We Are All The Same In The Dark

Mysterious Book Report No. 414

by John Dwaine McKenna

In one of the most highly anticipated novels of the 2020 summer reading season, international best-selling thriller writer Julia Heaberlin grabs the reader’s attention in her first sentence; “It takes about eight to ten hours to hand-dig a grave, more if you was doing it in the dark.”, and never lets go.

We Are All The Same In The Dark, (Ballentine Books, $27.00, 336 pages, ISBN 978-0-525-62167-6), begins with the discovery of a nameless, wounded and mute young girl.  Missing her left eye and severely dehydrated, she’s found lying in a pasture alongside a busy highway on a blazing hot Texas afternoon . . . surrounded by dandelions she’s picked and placed as a talisman to protect her.

But Wyatt Branson, the man who finds the girl and takes her to his home, has a shadowed and suspicious past.  He’s the only suspect in the presumed murder and disappearance of his sister Trumanell, who left only a bloody handprint when she disappeared, ten years earlier.

The abandoned girl is soon picked up by a woman named Odette Tucker, the town’s newest and youngest cop, who stashes the girl in a safe house and gives her the name “Angel,” because she fears that Angel’s discovery will re-inflame the small town where anger, suspicion and mob mentality still seethe just beneath the veneer of a quiet, peaceful place.  It’s the most notorious cold case in Texas history, and although the police have cleared Wyatt, the town, and a recent TV documentary, have not.  It’s left the citizens of the place on the verge of an explosive and violent reckoning.

But the tale becomes more complex and intriguing with each chapter, as the plot layers are exposed and the secrets of small town life . . . where everyone knows, is genetically linked to, or has had an intimate relationship with everyone else . . . come to light, one by one.
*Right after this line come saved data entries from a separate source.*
//! Remote session trait and its event stream.

use crate::error::SessionResult;
use ahflip_core::{DialogKind, SlotItem};
use serde::Deserialize;
use std::pin::Pin;
use std::sync::Arc;

/// Boxed future for dyn-compatible async trait methods.
pub type BoxFuture<'a, T> = Pin<Box<dyn std::future::Future<Output = T> + Send + 'a>>;

/// The dialog the session currently reports as open.
#[derive(Debug, Clone, PartialEq, Eq)]
pub struct OpenDialog {
    pub window_id: u8,
    pub kind: DialogKind,
}

/// Events delivered by the session. Consumed by the engine loop.
#[derive(Debug, Clone, PartialEq, Eq)]
pub enum SessionEvent {
    /// A dialog was opened. `title` is the raw title payload.
    DialogOpened { window_id: u8, title: String },
    DialogClosed { window_id: u8 },
    /// One chat line, colour codes stripped.
    Chat { text: String },
    /// The client started or finished moving to its trading location.
    Location { stage: LocationStage },
    /// The session is gone for good.
    Disconnected { reason: String },
}

/// Movement reported by the client. While it moves or sets up, no dialog
/// may be opened.
#[derive(Debug, Clone, Copy, PartialEq, Eq, Deserialize)]
#[serde(rename_all = "camelCase")]
pub enum LocationStage {
    Moving,
    GettingReady,
    Settled,
}

/// Queries and commands exposed by the remote session.
///
/// Queries are synchronous reads of the last known state. Commands are
/// fire-and-forget: `Ok` means the command was handed to the session, not
/// that the server acted on it.
pub trait RemoteSession: Send + Sync {
    /// Account name of this session.
    fn username(&self) -> String;

    /// Dialog currently open, if any.
    fn current_dialog(&self) -> Option<OpenDialog>;

    /// Contents of `slot` in the open dialog.
    fn slot(&self, slot: u16) -> Option<SlotItem>;

    /// Generic acknowledgement of a freshly opened dialog.
    ///
    /// Returns `Ok(false)` without sending anything when `window_id` is not
    /// the open dialog.
    fn acknowledge(&self, window_id: u8) -> BoxFuture<'_, SessionResult<bool>>;

    /// Click `slot` in the open dialog. `Ok(false)` if nothing is open.
    fn click(&self, slot: u16) -> BoxFuture<'_, SessionResult<bool>>;

    /// Raw click addressed by window id, sent even when that window is not
    /// open yet.
    fn packet_click(&self, window_id: u8, slot: u16, action: i32)
        -> BoxFuture<'_, SessionResult<()>>;

    /// Close the open dialog. `Ok(false)` if nothing is open.
    fn close_dialog(&self) -> BoxFuture<'_, SessionResult<bool>>;

    /// Send a chat line or slash command.
    fn send_chat(&self, text: String) -> BoxFuture<'_, SessionResult<()>>;

    /// Leave the server.
    fn disconnect(&self) -> BoxFuture<'_, SessionResult<()>>;
}

/// Shared session handle.
pub type DynSession = Arc<dyn RemoteSession>;
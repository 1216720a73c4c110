//! Integration tests for ahflip-bot.
//!
//! These tests wire real components together:
//! - Engine, flip ledger and relister around a mock session
//! - Control socket routing over a local WebSocket

pub mod common;
//! Control socket integration tests.
//!
//! Dashboard frames travel over a local WebSocket into the control router
//! and end up in the backlog of the addressed identity.

mod integration;
use integration::common::identity::identity;
use integration::common::mock_ws::MockWsServer;

use ahflip_bot::control::run_control;
use ahflip_bot::Roster;
use ahflip_core::{priority, AuctionId, OperationMode, QueuedAction};
use ahflip_ws::{ConnectionConfig, ConnectionManager, Envelope, WsEvent};
use serde_json::json;
use std::sync::Arc;
use std::time::Duration;
use tokio::sync::mpsc;
use tokio::time::timeout;
use tokio_util::sync::CancellationToken;

struct ControlLink {
    server: MockWsServer,
    manager: Arc<ConnectionManager>,
    cancel: CancellationToken,
}

async fn connect(roster: &Arc<Roster>) -> ControlLink {
    let server = MockWsServer::start().await;
    let (tx, rx) = mpsc::channel::<WsEvent>(64);
    let manager = Arc::new(ConnectionManager::new(
        ConnectionConfig {
            label: "control".to_string(),
            url: server.url(),
            ..Default::default()
        },
        tx,
    ));
    let conn = manager.clone();
    tokio::spawn(async move {
        let _ = conn.connect().await;
    });

    let cancel = CancellationToken::new();
    tokio::spawn(run_control(roster.clone(), rx, cancel.clone()));

    let connected = timeout(Duration::from_secs(2), async {
        while server.connection_count().await == 0 {
            tokio::time::sleep(Duration::from_millis(20)).await;
        }
    })
    .await;
    assert!(connected.is_ok(), "control socket should connect");

    ControlLink {
        server,
        manager,
        cancel,
    }
}

fn frame(kind: &str, data: serde_json::Value) -> String {
    Envelope::new(kind, &data).unwrap().to_text().unwrap()
}

async fn wait_for_backlog(roster: &Roster, name: &str, len: usize) -> bool {
    timeout(Duration::from_secs(2), async {
        loop {
            if let Some(ctx) = roster.get(name) {
                if ctx.handle.backlog_snapshot().len() >= len {
                    return;
                }
            }
            tokio::time::sleep(Duration::from_millis(20)).await;
        }
    })
    .await
    .is_ok()
}

#[tokio::test]
async fn test_list_frame_reaches_named_identity() {
    let roster = Arc::new(Roster::new());
    let alpha = identity(&roster, "Alpha", Duration::ZERO);
    let beta = identity(&roster, "Beta", Duration::ZERO);
    let link = connect(&roster).await;

    link.server.push(frame(
        "list",
        json!({"username": "Beta", "auctionId": "l1", "price": "1.5m"}),
    ));
    assert!(wait_for_backlog(&roster, "Beta", 1).await);

    let entries = beta.context.handle.backlog_snapshot();
    assert_eq!(entries[0].target, OperationMode::ListingUntagged);
    assert_eq!(entries[0].rank, priority::LISTING);
    assert_eq!(
        entries[0].action,
        QueuedAction::ListUntagged {
            auction_id: AuctionId::new("l1"),
            price: 1_500_000
        }
    );
    assert!(alpha.context.handle.backlog_snapshot().is_empty());

    link.cancel.cancel();
    link.manager.shutdown();
    link.server.shutdown().await;
}

#[tokio::test]
async fn test_frames_without_username_go_to_first_identity() {
    let roster = Arc::new(Roster::new());
    let alpha = identity(&roster, "Alpha", Duration::ZERO);
    let _beta = identity(&roster, "Beta", Duration::ZERO);
    let link = connect(&roster).await;

    link.server.push(frame("buyFlip", json!({"auctionId": "b1"})));
    link.server.push(frame(
        "delist",
        json!({"auctionID": "d1", "itemUUID": "u-1"}),
    ));
    // Unknown identity and unknown kind are dropped.
    link.server
        .push(frame("killBot", json!({"username": "Gamma"})));
    link.server.push(frame("log", json!({})));
    assert!(wait_for_backlog(&roster, "Alpha", 2).await);

    // Give the dropped frames time to arrive as well.
    tokio::time::sleep(Duration::from_millis(100)).await;
    let targets: Vec<(OperationMode, u8)> = alpha
        .context
        .handle
        .backlog_snapshot()
        .iter()
        .map(|e| (e.target, e.rank))
        .collect();
    assert_eq!(
        targets,
        vec![
            (OperationMode::Delisting, priority::DELISTING),
            (OperationMode::Buying, priority::EXTERNAL_BUY),
        ]
    );
    assert_eq!(roster.len(), 2);

    link.cancel.cancel();
    link.manager.shutdown();
    link.server.shutdown().await;
}

#[tokio::test]
async fn test_terminal_frame_runs_chat() {
    let roster = Arc::new(Roster::new());
    let alpha = identity(&roster, "Alpha", Duration::ZERO);
    let link = connect(&roster).await;

    link.server.push(frame(
        "sendTerminal",
        json!({"username": "Alpha", "command": "chat /is"}),
    ));
    let chatted = timeout(Duration::from_secs(2), async {
        while alpha.session.chats().is_empty() {
            tokio::time::sleep(Duration::from_millis(20)).await;
        }
    })
    .await;
    assert!(chatted.is_ok());
    assert_eq!(alpha.session.chats(), vec!["/is".to_string()]);

    link.cancel.cancel();
    link.manager.shutdown();
    link.server.shutdown().await;
}
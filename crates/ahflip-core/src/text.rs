//! Text normalization for item names and chat lines.

/// Remove `§x` formatting codes.
pub fn strip_color_codes(input: &str) -> String {
    let mut out = String::with_capacity(input.len());
    let mut chars = input.chars();
    while let Some(c) = chars.next() {
        if c == '§' {
            chars.next();
            continue;
        }
        out.push(c);
    }
    out
}

/// Normalize an item name so a purchase chat line can be matched against
/// the notified flip.
///
/// Strips colour codes, a leading stack count (`"64x "`), star glyphs and
/// any other non-ASCII decoration, then collapses whitespace.
pub fn strip_item_name(input: &str) -> String {
    let plain = strip_color_codes(input);
    let ascii: String = plain
        .chars()
        .map(|c| if c.is_ascii() { c } else { ' ' })
        .collect();

    let mut words = ascii.split_whitespace().peekable();
    if let Some(first) = words.peek() {
        let is_count = first
            .strip_suffix('x')
            .map(|n| !n.is_empty() && n.chars().all(|c| c.is_ascii_digit()))
            .unwrap_or(false);
        if is_count {
            words.next();
        }
    }

    words.collect::<Vec<_>>().join(" ")
}

/// Cosmetic items are skin-like and usually skipped or never relisted.
pub fn is_cosmetic(item_name: &str) -> bool {
    item_name.contains("Skin") || item_name.contains('✦')
}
There’s an old saying that goes: “God made the wilderness, and man made the cities . . . but the devil made the small town.” Julia Heaberlin has tapped into the beating heart of that sentiment and drawn it’s essence, before putting it into elegant, attention-grabbing, carefully composed prose.  We Are All The Same In The Dark is a psychological tour de force.  It is one of the most arresting novels in many years and getting rave reviews from everyone who’s seen it.  Read it for yourself and see why!